How Sartre kept me awake
From 1976 to 2005, Lebanon was under occupation by Syrian troops, characterized by military and political domination, resulting in a total disrespect for human rights. In the midst of chaos, my next chess tournament and the new comic books I couldn’t wait to buy mattered more to me than having an independent representative government in place and living in a somewhat democratic country… Several events, on both a national and personal level, transformed me from an ordinary boy into an active citizen.
On February 14, 2005, former Lebanese Prime Minister Rafik Hariri was assassinated, along with 22 other victims in a bombing near downtown Beirut. Our first reaction was deep grief, but also bewilderment: Why would anyone want to kill a man who believed in peace, moderation, education and reconstruction in a country devastated by fifteen years of a merciless civil war?
Sadness soon turned into revolt, and for the first time, we, the people, had acquired a political conscience. Peaceful street demonstrations began taking place daily. Many, including the media, held Syria directly responsible for the killing, and demanded the withdrawal of Syrian troops. On February 28, 2005, the pro-Syrian government resigned, and on March 14, I took part in the most massive demonstration in the history of the Middle East. I was thirteen then. On that day, the sounds of church bells ringing coupled with the Muslim minaret mosque prayers moved my mother and much of the crowd to tears. In a sectarian state which had suffered so much from its religious divisions, this event was very emotional and changed my relationship with my country forever.
However, it was in my bed that I as a citizen was truly born. The night I read Jean-Paul Sartre’s “Existentialism Is a Humanism”, there was no way I could fall asleep. The sentence which contributed the most to my insomnia was: “Man is condemned to be free”. Basically, it meant there are no excuses, every human being must decide either to deceive himself and blame external factors for his decisions or to acknowledge his freedom and assume it. With every single decision I make, I create myself, my “essence”, and not choosing to act is a choice in itself. I understood that freedom is not just an inspiring word; it’s a condition we must reaffirm with every word and every action.
Nevertheless, aspirations and ideals can often be challenged by reality. On May 7, 2008, following a pair of governmental decision they judged to be “unjust”, fighters from the Lebanese opposition invaded the streets of Beirut, occupying half of the city and blocking the airport. I had never experienced such fear and such feeling of powerlessness, weakness, and humiliation.
Seeing my fellow citizens act with impunity and such bad faith left me hopeless. By using violence, the opposition had obtained its way, almost proving to me that liberty was an illusion and that bullets and bombs could shatter it at any moment.
I asked myself: why isn’t anyone fighting back? Not to kill, not to win, just to preserve our dignity…“Violence under whatever form is a setback”, Sartre wrote. Reading these words put an end to all my questionings: the guns had not prevented us from choosing or being free, they had just confirmed that non-violence is the right choice. I felt blind for not noticing the relation between what I was living and what I had learned about non-violence from great leaders like Mahatma Gandhi and Martin Luther King in the “Leadership and Conflict Resolution” course during my summer at Brown University. Soon, the feeling of dishonor and weakness was replaced by love and confidence.

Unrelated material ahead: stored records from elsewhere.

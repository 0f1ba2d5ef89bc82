use dioxus::prelude::*;

use crate::components::navbar::Navbar;
use crate::data_definitions::url_param::AddressQuery;
use crate::pages::catalog_page::CatalogPage;
use crate::pages::lot_page::LotPage;
use crate::pages::map_page::MapPage;
use common::query_state::QueryState;

#[derive(Debug, Clone, Routable, PartialEq)]
#[rustfmt::skip]
pub enum Route {
    #[layout(Navbar)]

    #[route("/?:..query")]
    CatalogPage { query: AddressQuery },

    #[route("/map?:..query")]
    MapPage { query: AddressQuery },

    #[route("/lot/:lot_id")]
    LotPage { lot_id: String },
}

impl Route {
    pub fn catalog_from_state(state: &QueryState) -> Self {
        Self::CatalogPage { query: AddressQuery::from(state) }
    }

    pub fn map_from_state(state: &QueryState) -> Self {
        Self::MapPage { query: AddressQuery::from(state) }
    }
}
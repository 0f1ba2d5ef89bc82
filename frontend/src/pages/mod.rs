pub mod catalog_page;
pub mod map_page;
pub mod lot_page;
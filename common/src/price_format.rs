//! Price input sanitation and display grouping (`1234567` -> `1 234 567`).

/// Keeps only ASCII digits from user input.
pub fn digits_only(input: &str) -> String {
    input.chars().filter(char::is_ascii_digit).collect()
}

/// Parses a price bound typed by the user. Anything without digits clears
/// the bound; values beyond `u64` saturate.
pub fn parse_price_input(input: &str) -> Option<u64> {
    let digits = digits_only(input);
    if digits.is_empty() {
        return None;
    }
    Some(digits.parse::<u64>().unwrap_or(u64::MAX))
}

pub fn group_digits(value: u64) -> String {
    let raw = value.to_string();
    let mut grouped = String::with_capacity(raw.len() + raw.len() / 3);
    for (i, ch) in raw.chars().enumerate() {
        if i > 0 && (raw.len() - i) % 3 == 0 {
            grouped.push(' ');
        }
        grouped.push(ch);
    }
    grouped
}

/// Re-formats whatever the user typed so far, keeping the caret-friendly
/// grouping while they type.
pub fn format_price_input(input: &str) -> String {
    parse_price_input(input).map(group_digits).unwrap_or_default()
}

#[cfg(test)]
mod tests {
    use super::*;
    use rstest::rstest;

    #[rstest]
    #[case(0, "0")]
    #[case(999, "999")]
    #[case(1000, "1 000")]
    #[case(95000, "95 000")]
    #[case(1234567, "1 234 567")]
    fn groups_by_thousands(#[case] value: u64, #[case] expected: &str) {
        assert_eq!(group_digits(value), expected);
    }

    #[rstest]
    #[case("120 000 ₽", Some(120000))]
    #[case("от 5", Some(5))]
    #[case("", None)]
    #[case("руб.", None)]
    #[case("99999999999999999999999", Some(u64::MAX))]
    fn parses_typed_prices(#[case] input: &str, #[case] expected: Option<u64>) {
        assert_eq!(parse_price_input(input), expected);
    }

    #[test]
    fn reformats_partial_input() {
        assert_eq!(format_price_input("12000a"), "12 000");
        assert_eq!(format_price_input("abc"), "");
    }
}
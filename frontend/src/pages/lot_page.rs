use dioxus::prelude::*;

use common::{fetch_controller::ListView, price_format::group_digits};
use crate::{
    api::listing_api::fetch_lot,
    components::{error_boundary::ErrorNotice, suspend_boundary::SuspendWrapper},
    data_definitions::{session_state::SCROLL_RESTORATION, url_param::AddressQuery},
    routes::Route,
};

/// Lot detail page
#[component]
pub fn LotPage(lot_id: String) -> Element {
    rsx! {
        Title { "Торги: лот {lot_id}" }
        div {
            id: "x-lot-page-root-component",
            style: "
                display: flex;
                flex-direction: column;
                gap: 16px;
                padding: 16px;
                max-width: 960px;
            ",
            BackToResults {}
            SuspendWrapper { LotDetails { lot_id: lot_id.clone() } }
        }
    }
}

/// Returns to the list the lot was opened from, or to the unfiltered list.
#[component]
fn BackToResults() -> Element {
    let target = match SCROLL_RESTORATION.read().back_target() {
        Some((ListView::Map, address)) => Route::MapPage { query: AddressQuery(address.to_string()) },
        Some((ListView::Catalog, address)) => Route::CatalogPage { query: AddressQuery(address.to_string()) },
        None => Route::CatalogPage { query: AddressQuery::default() },
    };
    rsx! {
        Link { to: target, "← Вернуться к списку лотов" }
    }
}

#[component]
fn LotDetails(lot_id: ReadSignal<String>) -> Element {
    let lot = use_resource(move || fetch_lot(lot_id.read().clone())).suspend()?.cloned();
    let lot = match lot {
        Err(e) => return rsx! { ErrorNotice { title: "Лот не открылся", message: e.to_string() } },
        Ok(lot) => lot,
    };
    let price = lot.start_price.map(|p| format!("{} ₽", group_digits(p))).unwrap_or_else(|| "Цена не указана".to_string());

    rsx! {
        div {
            style: "
                display: flex;
                flex-direction: row;
                flex-wrap: wrap;
                gap: 24px;
                background: white;
                border-radius: 8px;
                padding: 20px;
            ",
            if let Some(src) = lot.image_url.clone() {
                img {
                    src: "{src}",
                    alt: "{lot.title}",
                    style: "width: 420px; max-width: 100%; border-radius: 6px; object-fit: cover;",
                }
            }
            div {
                style: "display: flex; flex-direction: column; gap: 12px; flex: 1; min-width: 280px;",
                h1 { style: "font-size: 24px; font-weight: 500; margin: 0;", "{lot.title}" }
                span { style: "font-size: 22px; font-weight: 600;", "{price}" }
                if let Some(bidding_type) = lot.bidding_type.clone() {
                    span { style: "color: rgb(75, 87, 112);", "Тип торгов: {bidding_type}" }
                }
                for category in lot.categories.iter().cloned() {
                    span { key: "{category}", style: "font-size: 14px; color: rgba(0,0,0,0.6);", "{category}" }
                }
                if let Some(coordinates) = lot.coordinates {
                    span {
                        style: "font-size: 14px; color: rgba(0,0,0,0.6);",
                        "Координаты: {coordinates.latitude:.5}, {coordinates.longitude:.5}"
                    }
                }
            }
        }
    }
}
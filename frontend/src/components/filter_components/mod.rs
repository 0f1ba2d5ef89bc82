pub mod filter_panel;
pub mod category_tree_select;
pub mod pagination_controls;
pub mod access_banner;
pub mod listing_card;
pub mod result_status;
//! Fallback rendering for failed views and failed catalog requests.

use dioxus::prelude::*;

const NOTICE_STYLE: &str = "
    display: flex;
    flex-direction: column;
    gap: 10px;
    background: white;
    border: 1px solid red;
    border-radius: 8px;
    padding: 14px 18px;
";

/// Catches render errors below it. The view can be retried in place or left
/// for the unfiltered catalog.
#[component]
pub fn SectionErrorBoundary(section: &'static str, children: Element) -> Element {
    rsx! {
        ErrorBoundary {
            handle_error: move |errors: ErrorContext| {
                let message = match errors.error() {
                    Some(error) => {
                        dioxus::logger::tracing::error!(section, error = ?error.0, "view failed to render");
                        format!("{:#?}", error.0)
                    }
                    None => "Неизвестная ошибка".to_string(),
                };
                rsx! {
                    ErrorNotice {
                        title: "Раздел «{section}» не удалось показать",
                        message,
                        div {
                            style: "display: flex; gap: 12px;",
                            button {
                                class: "x-page-button",
                                onclick: move |_| errors.clear_errors(),
                                "Повторить"
                            }
                            a { href: "/", "Вернуться к списку лотов" }
                        }
                    }
                }
            },
            {children}
        }
    }
}

#[component]
pub fn ErrorNotice(title: String, message: String, children: Element) -> Element {
    rsx! {
        div {
            style: NOTICE_STYLE,
            span { style: "color: red; font-size: 20px; font-weight: 500;", "{title}" }
            span { style: "color: darkred; white-space: pre-wrap;", "{message}" }
            {children}
        }
    }
}
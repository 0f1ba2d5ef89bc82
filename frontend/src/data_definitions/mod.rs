pub mod url_param;
pub mod session_state;
pub mod category_taxonomy;
pub mod catalog_state;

Despite the death of all these innocents, the tears and the pain, love had to keep flowing, even towards the perpetrators, for fighting back or even just calling these people barbarians would have only increased the darkness they had fallen into. Instead, we were exhorting them to coexistence and their return to citizenship was slow yet certain.
In the end, not only had I found that the triumph of humanism, when fighting the right way and for the right cause, is inevitable, I also realized that I should never underestimate the impact of every single thing I learn on my everyday life, because knowledge and education are the only weapons capable of achieving the civilized and mature society I have always longed for.